En México, los índices de abstención se han mantenido estables en los últimos 20 años. Mientras que en las elecciones presidenciales desde el 2000 el porcentaje medio de abstención es de 36.50% (cabe mencionar que la elección presidencial de 1994 es la que menos abstención ha registrado con 22.84%), en las elecciones federales intermedias se dispara a una media de 55.20%. A manera de comparación, estamos en el lugar 15 de 18 países en América Latina en cuanto a participación en elecciones presidenciales recientes.

El siguiente punto que trata Van Reybrouk es la votación fluctuante. En las últimas tres elecciones presidenciales hemos tenido ganadores de tres partidos políticos diferentes, lo que demuestra esta volatilidad del voto. Al actual presidente había tenido una votación promedio de 34% en 2006 y 2012, mientras que en 2018 subió al 53.19%, lo que en votos totales significa que pasó de 15 millones a los famosos 30 millones de votos (por cierto, los votantes que se abstuvieron de ir a las urnas en 2018 fueron 32 millones de ciudadanos). Es decir, 15 millones de votos fluctuantes.

El último síntoma es el de que los partidos políticos tienen menos miembros activos. La Comisión de Prerrogativas y Partidos Políticos del INE señala en su reporte oficial de este año que el PRI pasó de tener 6.5 millones a 1.5 millones de afiliados, mientras que Morena, con todo y los 30 millones de votos, pasó de tener registrados a 317 mil a 278 mil afiliados. En total, los partidos políticos en su conjunto disminuyeron de 13.5 millones de afiliados a solo 4.2 millones.

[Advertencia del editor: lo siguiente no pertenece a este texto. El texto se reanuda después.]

//! Advice Generator
//!
//! Turns holdings into "past self" reflections and allocations into
//! anti-advice warnings. Every function here is total: any input produces
//! text, never an error.

use rust_decimal::Decimal;
use rust_decimal_macros::dec;
use serde::{Deserialize, Serialize};

use crate::model::{Allocation, EnrichedHolding, PortfolioMetrics};

/// Tickers counted toward the tech-sector concentration rule
pub const TECH_TICKERS: &[&str] = &[
    "TCS", "INFY", "WIPRO", "HCLTECH", "TESLA", "AAPL", "GOOGL", "MSFT",
];

/// Warnings appended to every oracle response
pub const GENERAL_WARNINGS: [&str; 3] = [
    "💡 Don't panic sell during market dips.",
    "🚫 Don't chase hot stocks without research.",
    "⏰ Don't check your portfolio every day - it leads to emotional decisions.",
];

const OVER_CONCENTRATION_LIMIT: Decimal = dec!(40);
const RISKY_POSITION_LIMIT: Decimal = dec!(30);
const MIN_HOLDINGS: usize = 3;
const MAX_TECH_HOLDINGS: usize = 2;
const CONSERVATIVE_TOTAL: Decimal = dec!(25);

/// How the past self feels about a holding
#[derive(Clone, Copy, Debug, PartialEq, Eq, Serialize, Deserialize)]
#[serde(rename_all = "lowercase")]
pub enum Sentiment {
    Excited,
    Satisfied,
    Cautious,
    Concerned,
}

impl Sentiment {
    /// Classify a trailing return, first match from the top
    pub fn classify(percent_return: Decimal) -> Self {
        if percent_return > dec!(15) {
            Self::Excited
        } else if percent_return > dec!(5) {
            Self::Satisfied
        } else if percent_return > Decimal::ZERO {
            Self::Cautious
        } else {
            Self::Concerned
        }
    }

    pub const fn as_str(self) -> &'static str {
        match self {
            Self::Excited => "excited",
            Self::Satisfied => "satisfied",
            Self::Cautious => "cautious",
            Self::Concerned => "concerned",
        }
    }

    pub const fn advice(self) -> &'static str {
        match self {
            Self::Excited => "Excellent choice!",
            Self::Satisfied => "Good pick, but could be better.",
            Self::Cautious => "Decent, but consider alternatives.",
            Self::Concerned => "Maybe reconsider this allocation.",
        }
    }
}

impl std::fmt::Display for Sentiment {
    fn fmt(&self, f: &mut std::fmt::Formatter<'_>) -> std::fmt::Result {
        f.write_str(self.as_str())
    }
}

/// Plain decimal rendering without trailing zeros ("12", "3.5")
pub fn format_number(value: Decimal) -> String {
    value.normalize().to_string()
}

/// Return as a signed percentage: "+12%", "-5%", "0%"
pub fn format_change(percent_return: Decimal) -> String {
    let sign = if percent_return > Decimal::ZERO { "+" } else { "" };
    format!("{sign}{}%", format_number(percent_return))
}

/// Render a single reflection line
pub fn reflection(holding: &EnrichedHolding) -> String {
    let sentiment = Sentiment::classify(holding.percent_return);
    format!(
        "Your past self would be {sentiment}: \"If you held {} at {}%, you would have seen a {} return over the past year. Current price: ${}. {}\"",
        holding.ticker,
        format_number(holding.percentage),
        format_change(holding.percent_return),
        format_number(holding.price),
        sentiment.advice(),
    )
}

/// One reflection per holding, in input order
pub fn generate_reflections(holdings: &[EnrichedHolding]) -> Vec<String> {
    holdings.iter().map(reflection).collect()
}

/// One-line summary of the aggregate metrics
pub fn portfolio_summary(metrics: &PortfolioMetrics) -> String {
    let sign = if metrics.weighted_return > Decimal::ZERO { "+" } else { "" };
    format!(
        "Portfolio Summary: {} stocks, {}% allocated, {sign}{}% weighted return. Best performer: {} ({}), Worst: {} ({}).",
        metrics.holding_count,
        format_number(metrics.total_allocation),
        format_number(metrics.weighted_return),
        metrics.best_performer.ticker,
        format_change(metrics.best_performer.percent_return),
        metrics.worst_performer.ticker,
        format_change(metrics.worst_performer.percent_return),
    )
}

/// Rule-based warnings over raw allocations.
///
/// The >40% and >30% rules are evaluated independently, so a heavy position
/// is flagged at both severities.
pub fn generate_warnings(portfolio: &[Allocation]) -> Vec<String> {
    let mut warnings = Vec::new();

    for allocation in portfolio {
        if allocation.percentage > OVER_CONCENTRATION_LIMIT {
            warnings.push(format!(
                "🚨 Do NOT put more than 40% in {}. You're over-concentrating risk!",
                allocation.ticker
            ));
        }
        if allocation.percentage > RISKY_POSITION_LIMIT {
            warnings.push(format!(
                "⚠️ {} at {}% is risky. Consider diversifying.",
                allocation.ticker,
                format_number(allocation.percentage)
            ));
        }
    }

    if portfolio.len() < MIN_HOLDINGS {
        warnings.push(format!(
            "❌ Don't put all eggs in {} basket(s). Diversify across at least 5-7 stocks.",
            portfolio.len()
        ));
    }

    let tech_count = portfolio
        .iter()
        .filter(|a| TECH_TICKERS.contains(&a.ticker.as_str()))
        .count();
    if tech_count > MAX_TECH_HOLDINGS {
        warnings.push(format!(
            "🔴 Don't over-concentrate in tech. You have {tech_count} tech stocks - diversify sectors!"
        ));
    }

    let total = portfolio
        .iter()
        .fold(Decimal::ZERO, |sum, a| sum.saturating_add(a.percentage));
    if total < CONSERVATIVE_TOTAL {
        warnings.push(format!(
            "📉 Don't be too conservative. {}% total allocation might miss growth opportunities.",
            format_number(total)
        ));
    }

    warnings.extend(GENERAL_WARNINGS.iter().map(ToString::to_string));
    warnings
}
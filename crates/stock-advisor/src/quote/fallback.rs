//! Fallback Quotes
//!
//! Hand-picked representative prices and returns used whenever the live
//! provider cannot answer. Unknown tickers borrow the reference ticker's row.

use std::sync::{Mutex, PoisonError};

use rand::rngs::StdRng;
use rand::{Rng, SeedableRng};
use rust_decimal::Decimal;
use rust_decimal_macros::dec;

use crate::metrics::round_one;
use crate::model::{Quote, QuoteSource};

/// Ticker whose row stands in for unknown tickers
pub const REFERENCE_TICKER: &str = "TCS";

/// Largest jitter applied to a fallback return, in percentage points
const RETURN_JITTER_TENTHS: i64 = 50;

/// Largest jitter applied to a fallback price
const PRICE_JITTER: i64 = 50;

/// Substitute quote table with optional seeded jitter
pub struct FallbackQuotes {
    /// Seeded RNG; `None` keeps fallback values fixed
    rng: Option<Mutex<StdRng>>,
    seed: Option<u64>,
}

impl Default for FallbackQuotes {
    fn default() -> Self {
        Self::deterministic()
    }
}

impl FallbackQuotes {
    /// Table values exactly as listed
    pub const fn deterministic() -> Self {
        Self { rng: None, seed: None }
    }

    /// Table values shifted by up to ±5 return points and ±50 in price,
    /// drawn from an RNG seeded with `seed`
    pub fn jittered(seed: u64) -> Self {
        Self {
            rng: Some(Mutex::new(StdRng::seed_from_u64(seed))),
            seed: Some(seed),
        }
    }

    pub const fn seed(&self) -> Option<u64> {
        self.seed
    }

    /// Whether the ticker has its own row in the table
    pub fn is_known(ticker: &str) -> bool {
        base_row(&ticker.trim().to_uppercase()).is_some()
    }

    /// Fallback quote for any ticker, labeled [`QuoteSource::Fallback`]
    pub fn quote(&self, ticker: &str) -> Quote {
        let symbol = ticker.trim().to_uppercase();
        let (price, percent_return) = base_row(&symbol)
            .or_else(|| base_row(REFERENCE_TICKER))
            .unwrap_or((dec!(3500), dec!(12)));

        let (price, percent_return) = match &self.rng {
            Some(rng) => {
                let mut rng = rng.lock().unwrap_or_else(PoisonError::into_inner);
                let return_shift =
                    Decimal::new(rng.gen_range(-RETURN_JITTER_TENTHS..=RETURN_JITTER_TENTHS), 1);
                let price_shift = Decimal::from(rng.gen_range(-PRICE_JITTER..=PRICE_JITTER));
                (price + price_shift, round_one(percent_return + return_shift))
            }
            None => (price, percent_return),
        };

        Quote::new(symbol, price, percent_return, QuoteSource::Fallback)
    }
}

/// (price, one-year return %) per known ticker
fn base_row(ticker: &str) -> Option<(Decimal, Decimal)> {
    let row = match ticker {
        "TCS" => (dec!(3500), dec!(12)),
        "INFY" => (dec!(1500), dec!(-5)),
        "RELIANCE" => (dec!(2500), dec!(8)),
        "HDFC" => (dec!(2800), dec!(15)),
        "ICICIBANK" => (dec!(900), dec!(6)),
        "SBIN" => (dec!(550), dec!(-2)),
        "WIPRO" => (dec!(450), dec!(3)),
        "BHARTIARTL" => (dec!(1200), dec!(18)),
        "ITC" => (dec!(400), dec!(4)),
        "LT" => (dec!(3200), dec!(9)),
        "ASIANPAINT" => (dec!(3200), dec!(7)),
        "MARUTI" => (dec!(9500), dec!(-1)),
        "NESTLEIND" => (dec!(18000), dec!(5)),
        "BAJFINANCE" => (dec!(6500), dec!(22)),
        "HINDUNILVR" => (dec!(2500), dec!(2)),
        "KOTAKBANK" => (dec!(1800), dec!(11)),
        "AXISBANK" => (dec!(1100), dec!(13)),
        "TITAN" => (dec!(3200), dec!(16)),
        "ULTRACEMCO" => (dec!(7500), dec!(-3)),
        "POWERGRID" => (dec!(250), dec!(1)),
        "TESLA" | "TSLA" => (dec!(250), dec!(15)),
        "AAPL" => (dec!(180), dec!(8)),
        "GOOGL" => (dec!(140), dec!(12)),
        "MSFT" => (dec!(350), dec!(10)),
        "AMZN" => (dec!(150), dec!(6)),
        "META" => (dec!(300), dec!(20)),
        _ => return None,
    };
    Some(row)
}

#[cfg(test)]
mod tests {
    use super::*;

    #[test]
    fn test_known_ticker_uses_its_row() {
        let quote = FallbackQuotes::deterministic().quote("infy");
        assert_eq!(quote.ticker, "INFY");
        assert_eq!(quote.price, dec!(1500));
        assert_eq!(quote.percent_return, dec!(-5));
        assert_eq!(quote.source, QuoteSource::Fallback);
    }

    #[test]
    fn test_unknown_ticker_borrows_reference_row() {
        let quote = FallbackQuotes::deterministic().quote("ZZZZ");
        assert_eq!(quote.ticker, "ZZZZ");
        assert_eq!(quote.price, dec!(3500));
        assert_eq!(quote.percent_return, dec!(12));
        assert!(!FallbackQuotes::is_known("ZZZZ"));
        assert!(FallbackQuotes::is_known("msft"));
    }

    #[test]
    fn test_same_seed_same_values() {
        let a = FallbackQuotes::jittered(42);
        let b = FallbackQuotes::jittered(42);
        for ticker in ["TCS", "INFY", "NOPE"] {
            let qa = a.quote(ticker);
            let qb = b.quote(ticker);
            assert_eq!(qa.price, qb.price);
            assert_eq!(qa.percent_return, qb.percent_return);
        }
        assert_eq!(a.seed(), Some(42));
    }

    #[test]
    fn test_jitter_stays_in_bounds() {
        let fallback = FallbackQuotes::jittered(7);
        for _ in 0..200 {
            let quote = fallback.quote("POWERGRID");
            assert!(quote.percent_return >= dec!(-4) && quote.percent_return <= dec!(6));
            assert!(quote.price >= dec!(200) && quote.price <= dec!(300));
            assert_eq!(quote.percent_return, round_one(quote.percent_return));
        }
    }
}
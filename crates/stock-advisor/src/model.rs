//! Domain Models
//!
//! Allocations submitted by the user, quotes from the market-data layer and
//! the transient join of the two. All numbers are `rust_decimal::Decimal`.

use chrono::{DateTime, Utc};
use rust_decimal::Decimal;
use serde::{Deserialize, Serialize};

use crate::error::{AdvisorError, Result};

/// A user-declared (ticker, percentage) pair
#[derive(Clone, Debug, PartialEq, Eq, Serialize, Deserialize)]
pub struct Allocation {
    /// Ticker symbol (e.g., "TCS", "INFY")
    #[serde(default)]
    pub ticker: String,

    /// Share of the portfolio in percent; missing values read as 0
    #[serde(default)]
    pub percentage: Decimal,
}

impl Allocation {
    pub fn new(ticker: impl Into<String>, percentage: Decimal) -> Self {
        Self {
            ticker: normalize_ticker(&ticker.into()),
            percentage,
        }
    }

    /// Trim and uppercase the ticker, leaving the percentage untouched
    #[must_use]
    pub fn normalized(self) -> Self {
        Self::new(self.ticker, self.percentage)
    }

    /// Check the allocation is usable for quote lookup and metrics
    pub fn validate(&self) -> Result<()> {
        if self.ticker.is_empty() {
            return Err(AdvisorError::InvalidInput("Ticker must not be empty".into()));
        }
        if self.percentage < Decimal::ZERO {
            return Err(AdvisorError::InvalidInput(format!(
                "Percentage for {} must be zero or greater, got {}",
                self.ticker, self.percentage
            )));
        }
        Ok(())
    }
}

fn normalize_ticker(raw: &str) -> String {
    raw.trim().to_uppercase()
}

/// Normalize and validate a submitted portfolio.
///
/// Order is preserved and duplicate tickers are allowed. An empty portfolio
/// is rejected since best/worst performer is undefined for it.
pub fn validate_portfolio(portfolio: Vec<Allocation>) -> Result<Vec<Allocation>> {
    if portfolio.is_empty() {
        return Err(AdvisorError::InvalidInput("Portfolio array is required".into()));
    }

    let normalized: Vec<Allocation> = portfolio.into_iter().map(Allocation::normalized).collect();
    for allocation in &normalized {
        allocation.validate()?;
    }
    Ok(normalized)
}

/// Where a single quote came from
#[derive(Clone, Copy, Debug, PartialEq, Eq, Serialize, Deserialize)]
#[serde(rename_all = "lowercase")]
pub enum QuoteSource {
    /// Fetched from the market-data provider
    Live,
    /// Substituted from the fallback table
    Fallback,
}

/// Provenance of a whole set of quotes
#[derive(Clone, Copy, Debug, PartialEq, Eq, Serialize, Deserialize)]
#[serde(rename_all = "lowercase")]
pub enum DataSource {
    Live,
    Fallback,
    Mixed,
}

impl DataSource {
    /// Combine per-holding sources into one label
    pub fn of<'a>(sources: impl IntoIterator<Item = &'a QuoteSource>) -> Self {
        let mut live = false;
        let mut fallback = false;
        for source in sources {
            match source {
                QuoteSource::Live => live = true,
                QuoteSource::Fallback => fallback = true,
            }
        }
        match (live, fallback) {
            (true, true) => Self::Mixed,
            (false, true) => Self::Fallback,
            _ => Self::Live,
        }
    }

    pub const fn as_str(self) -> &'static str {
        match self {
            Self::Live => "live",
            Self::Fallback => "fallback",
            Self::Mixed => "mixed",
        }
    }
}

impl std::fmt::Display for DataSource {
    fn fmt(&self, f: &mut std::fmt::Formatter<'_>) -> std::fmt::Result {
        f.write_str(self.as_str())
    }
}

/// A point-in-time price and trailing one-year return for a ticker
#[derive(Clone, Debug, PartialEq, Eq, Serialize, Deserialize)]
#[serde(rename_all = "camelCase")]
pub struct Quote {
    pub ticker: String,

    /// Latest price, never negative
    pub price: Decimal,

    /// Trailing return in percent (12 means +12%)
    pub percent_return: Decimal,

    pub source: QuoteSource,

    pub fetched_at: DateTime<Utc>,
}

impl Quote {
    pub fn new(
        ticker: impl Into<String>,
        price: Decimal,
        percent_return: Decimal,
        source: QuoteSource,
    ) -> Self {
        Self {
            ticker: normalize_ticker(&ticker.into()),
            price: price.max(Decimal::ZERO),
            percent_return,
            source,
            fetched_at: Utc::now(),
        }
    }

    pub const fn is_live(&self) -> bool {
        matches!(self.source, QuoteSource::Live)
    }
}

/// An allocation joined with its quote, alive for one computation
#[derive(Clone, Debug, PartialEq, Eq, Serialize, Deserialize)]
#[serde(rename_all = "camelCase")]
pub struct EnrichedHolding {
    pub ticker: String,
    pub percentage: Decimal,
    pub price: Decimal,
    pub percent_return: Decimal,
    pub source: QuoteSource,
}

impl EnrichedHolding {
    /// Join an allocation with its quote; the allocation's ticker wins
    pub fn new(allocation: &Allocation, quote: &Quote) -> Self {
        Self {
            ticker: allocation.ticker.clone(),
            percentage: allocation.percentage,
            price: quote.price,
            percent_return: quote.percent_return,
            source: quote.source,
        }
    }
}

/// Aggregate statistics over a non-empty set of holdings
#[derive(Clone, Debug, PartialEq, Eq, Serialize, Deserialize)]
#[serde(rename_all = "camelCase")]
pub struct PortfolioMetrics {
    /// Sum of percentages, neither capped nor normalized
    pub total_allocation: Decimal,

    /// Σ return × percentage / 100, rounded to one decimal
    pub weighted_return: Decimal,

    pub best_performer: EnrichedHolding,

    pub worst_performer: EnrichedHolding,

    pub holding_count: usize,

    /// Unweighted mean return, rounded to one decimal
    pub average_return: Decimal,
}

A lo anterior hay que agregarle que la ciudadanía percibe que las elecciones (y los políticos) no sirven, todos son iguales, dividen a la sociedad, solo ven por sus intereses y todos son una bola de corruptos. Los candidatos hacen promesas de todo y para todo. Los candidatos fingen, mienten, engañan, posan, al tiempo que se dedican a desprestigiar a los contrarios y evadir o tratar de cambiar las reglas a su favor. Tal pareciera que el manual de campaña debe contener los siguientes verbos para todos los discursos: unidad, armonía, consenso, cooperación, crecimiento, traidores, enemigos, corruptos. 

Las elecciones nunca son del todo justas, limpias y racionales. Las elecciones siguen siendo un ritual que no está exento de paradojas. Todos reniegan de ellas, pero la gente sigue acudiendo a las urnas. Se considera que cualquiera que sea el resultado no tendrá mayor impacto positivo en la vida diaria, pero la mitad o más se quejan de que haya ganado otro candidato.

La insatisfacción por los resultados no significa descalificar el ritual electoral. Tal vez solo nos queda lo señalado por Italo Calvino en La jornada del escrutador: “en política como en todas las cosas de la vida, y para quien no sea un necio, solo cuentan dos principios: no hacerse demasiadas ilusiones y no dejar de creer que cualquier cosa que hagas puede servir”.